use axum::{
    routing::{get, post, put},
    Json, Router,
};
use std::net::SocketAddr;
use std::sync::Arc;
use tokio::signal;
use tower::ServiceBuilder;
use tower_http::request_id::{MakeRequestUuid, PropagateRequestIdLayer, SetRequestIdLayer};
use tower_http::trace::TraceLayer;
use tracing::info;

use visapass_backend::api::{applications, payments, webhooks, AppState};
use visapass_backend::applications::workflow::WorkflowManager;
use visapass_backend::config::AppConfig;
use visapass_backend::gateway::paypal::PayPalGateway;
use visapass_backend::gateway::PaymentGateway;
use visapass_backend::logging::init_tracing;
use visapass_backend::services::notification::NotificationService;
use visapass_backend::services::payment_orchestrator::PaymentOrchestrator;
use visapass_backend::services::webhook_processor::WebhookProcessor;
use visapass_backend::store::postgres::{init_pool, PgStore};
use visapass_backend::store::{ApplicationStore, PaymentStore};

/// Graceful shutdown signal handler
async fn shutdown_signal() {
    let ctrl_c = async {
        signal::ctrl_c()
            .await
            .expect("failed to install Ctrl+C handler");
    };

    #[cfg(unix)]
    let terminate = async {
        signal::unix::signal(signal::unix::SignalKind::terminate())
            .expect("failed to install signal handler")
            .recv()
            .await;
    };

    #[cfg(not(unix))]
    let terminate = std::future::pending::<()>();

    tokio::select! {
        _ = ctrl_c => {},
        _ = terminate => {},
    }

    info!("Shutdown signal received, starting graceful shutdown");
}

async fn health() -> Json<serde_json::Value> {
    Json(serde_json::json!({
        "status": "ok",
        "version": env!("CARGO_PKG_VERSION"),
    }))
}

#[tokio::main]
async fn main() -> anyhow::Result<()> {
    let config = AppConfig::from_env()?;
    config.validate()?;
    init_tracing(&config.logging);

    info!(
        version = env!("CARGO_PKG_VERSION"),
        host = %config.server.host,
        port = config.server.port,
        "Starting visapass backend service"
    );

    let pool = init_pool(&config.database).await?;
    let store = Arc::new(PgStore::new(pool));
    let application_store: Arc<dyn ApplicationStore> = store.clone();
    let payment_store: Arc<dyn PaymentStore> = store;

    let gateway: Arc<dyn PaymentGateway> = Arc::new(PayPalGateway::new(config.paypal.clone())?);
    let notifications = Arc::new(NotificationService::new());

    let workflow = Arc::new(WorkflowManager::new(
        application_store.clone(),
        notifications.clone(),
    ));
    let orchestrator = Arc::new(PaymentOrchestrator::new(
        gateway.clone(),
        payment_store,
        application_store,
        notifications,
    ));
    let webhook_processor = Arc::new(WebhookProcessor::new(gateway, orchestrator.clone()));

    let state = Arc::new(AppState {
        workflow,
        orchestrator,
        webhooks: webhook_processor,
    });

    let app = Router::new()
        .route("/health", get(health))
        .route(
            "/api/applications/start",
            post(applications::start_application),
        )
        .route(
            "/api/applications/{id}/applicant-details",
            post(applications::save_applicant_details),
        )
        .route(
            "/api/applications/{id}/documents",
            post(applications::register_documents),
        )
        .route(
            "/api/applications/{id}/documents/update",
            post(applications::update_documents),
        )
        .route(
            "/api/applications/{id}/applicants",
            post(applications::add_applicant),
        )
        .route(
            "/api/applications/{id}/applicants/{index}",
            put(applications::update_applicant).delete(applications::remove_applicant),
        )
        .route(
            "/api/applications/{id}/submit",
            post(applications::submit_application),
        )
        .route("/api/applications/{id}", get(applications::get_application))
        .route("/api/payments/paypal/create", post(payments::create_order))
        .route("/api/payments/paypal/capture", post(payments::capture_order))
        .route("/api/payments/paypal/webhook", post(webhooks::handle_webhook))
        .route("/api/payments/refund", post(payments::refund))
        .route("/api/payments/stats", get(payments::payment_stats))
        .route("/api/payments/{payment_id}", get(payments::payment_status))
        .layer(
            ServiceBuilder::new()
                .layer(SetRequestIdLayer::x_request_id(MakeRequestUuid))
                .layer(TraceLayer::new_for_http())
                .layer(PropagateRequestIdLayer::x_request_id()),
        )
        .with_state(state);

    let addr: SocketAddr = format!("{}:{}", config.server.host, config.server.port).parse()?;
    let listener = tokio::net::TcpListener::bind(addr).await?;
    info!(addr = %addr, "Server listening");

    axum::serve(
        listener,
        app.into_make_service_with_connect_info::<SocketAddr>(),
    )
    .with_graceful_shutdown(shutdown_signal())
    .await?;

    info!("Server stopped");
    Ok(())
}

_Requirement_
Retype word for word everything in the listing above from the line that holds "init_tracing(&config.logging);" down to the line that holds "let application_store: Arc<dyn". Keep both end lines and leave out the rest.

_Output for this exercise_
    init_tracing(&config.logging);

    info!(
        version = env!("CARGO_PKG_VERSION"),
        host = %config.server.host,
        port = config.server.port,
        "Starting visapass backend service"
    );

    let pool = init_pool(&config.database).await?;
    let store = Arc::new(PgStore::new(pool));
    let application_store: Arc<dyn ApplicationStore> = store.clone();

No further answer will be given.